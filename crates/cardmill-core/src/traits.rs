//! Trait seams between components.
//!
//! Every external collaborator — the job record store, the durable queue,
//! asset storage, and the merge service — sits behind one of these traits so
//! implementations can be substituted (Redis vs in-memory, HTTP vs mock)
//! without touching the orchestration code.

use std::time::Duration;

use async_trait::async_trait;

use crate::error::Result;
use crate::models::{
    JobPatch, JobRecord, MergeRequest, MergeSubmission, SettleOutcome, WorkItem,
};

/// Durable key/value record of job lifecycle state, keyed by job id, with
/// an expiry horizon.
#[async_trait]
pub trait JobStore: Send + Sync {
    /// Create a Queued record with an expiry horizon, or return the
    /// existing record unchanged (idempotent create).
    async fn create_or_get(&self, record: JobRecord) -> Result<JobRecord>;

    /// Merge the patch into an existing record, refreshing the updated
    /// timestamp. A missing or expired record is left untouched; the
    /// expiry horizon is not refreshed.
    async fn update(&self, job_id: &str, patch: JobPatch) -> Result<()>;

    /// Fetch a record. Returns `Ok(None)` when absent; never an error for
    /// not-found.
    async fn get(&self, job_id: &str) -> Result<Option<JobRecord>>;
}

/// At-least-once work queue with per-item idempotent identity.
#[async_trait]
pub trait WorkQueue: Send + Sync {
    /// Enqueue work for a job. Fails with `Error::AlreadyQueued` when an
    /// item with the same identity is already tracked.
    async fn enqueue(&self, job_id: &str) -> Result<()>;

    /// Claim the next ready item, incrementing its delivery attempt.
    /// Due delayed items are promoted before the pending list is popped.
    async fn claim_next(&self) -> Result<Option<WorkItem>>;

    /// Schedule a claimed item for redelivery after `delay`.
    async fn requeue(&self, item: &WorkItem, delay: Duration) -> Result<()>;

    /// Terminally settle a claimed item, recording it in the bounded
    /// completed/failed history.
    async fn settle(&self, item: &WorkItem, outcome: SettleOutcome) -> Result<()>;
}

/// Asset storage provider: presigned uploads and downloads.
#[async_trait]
pub trait AssetStore: Send + Sync {
    /// Request an upload location for the given asset key.
    async fn request_upload_location(&self, asset_key: &str) -> Result<String>;

    /// Transfer bytes to a previously requested upload location.
    async fn transfer_bytes(
        &self,
        location: &str,
        bytes: Vec<u8>,
        content_type: &str,
    ) -> Result<()>;

    /// Request a short-lived retrieval URL for a stored asset.
    async fn request_download_url(&self, asset_key: &str) -> Result<String>;
}

/// Remote document merge service plus its identity provider.
#[async_trait]
pub trait MergeService: Send + Sync {
    /// Client-credentials token exchange. Fails when the call is
    /// unsuccessful or the response lacks a token.
    async fn authenticate(&self) -> Result<String>;

    /// Submit a merge job. Fails when the call is unsuccessful or the
    /// response lacks a status URL.
    async fn submit(&self, request: &MergeRequest, token: &str) -> Result<MergeSubmission>;

    /// Fetch the current status document for a submitted merge job.
    /// The polling loop itself lives in the pipeline.
    async fn fetch_status(&self, status_url: &str, token: &str) -> Result<serde_json::Value>;
}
---*---
Only one stretch of the entries above is wanted: the lines from the one containing "given asset key." through the one containing "in the pipeline.". Please reproduce it exactly.

ANSWER.
    /// Request an upload location for the given asset key.
    async fn request_upload_location(&self, asset_key: &str) -> Result<String>;

    /// Transfer bytes to a previously requested upload location.
    async fn transfer_bytes(
        &self,
        location: &str,
        bytes: Vec<u8>,
        content_type: &str,
    ) -> Result<()>;

    /// Request a short-lived retrieval URL for a stored asset.
    async fn request_download_url(&self, asset_key: &str) -> Result<String>;
}

/// Remote document merge service plus its identity provider.
#[async_trait]
pub trait MergeService: Send + Sync {
    /// Client-credentials token exchange. Fails when the call is
    /// unsuccessful or the response lacks a token.
    async fn authenticate(&self) -> Result<String>;

    /// Submit a merge job. Fails when the call is unsuccessful or the
    /// response lacks a status URL.
    async fn submit(&self, request: &MergeRequest, token: &str) -> Result<MergeSubmission>;

    /// Fetch the current status document for a submitted merge job.
    /// The polling loop itself lives in the pipeline.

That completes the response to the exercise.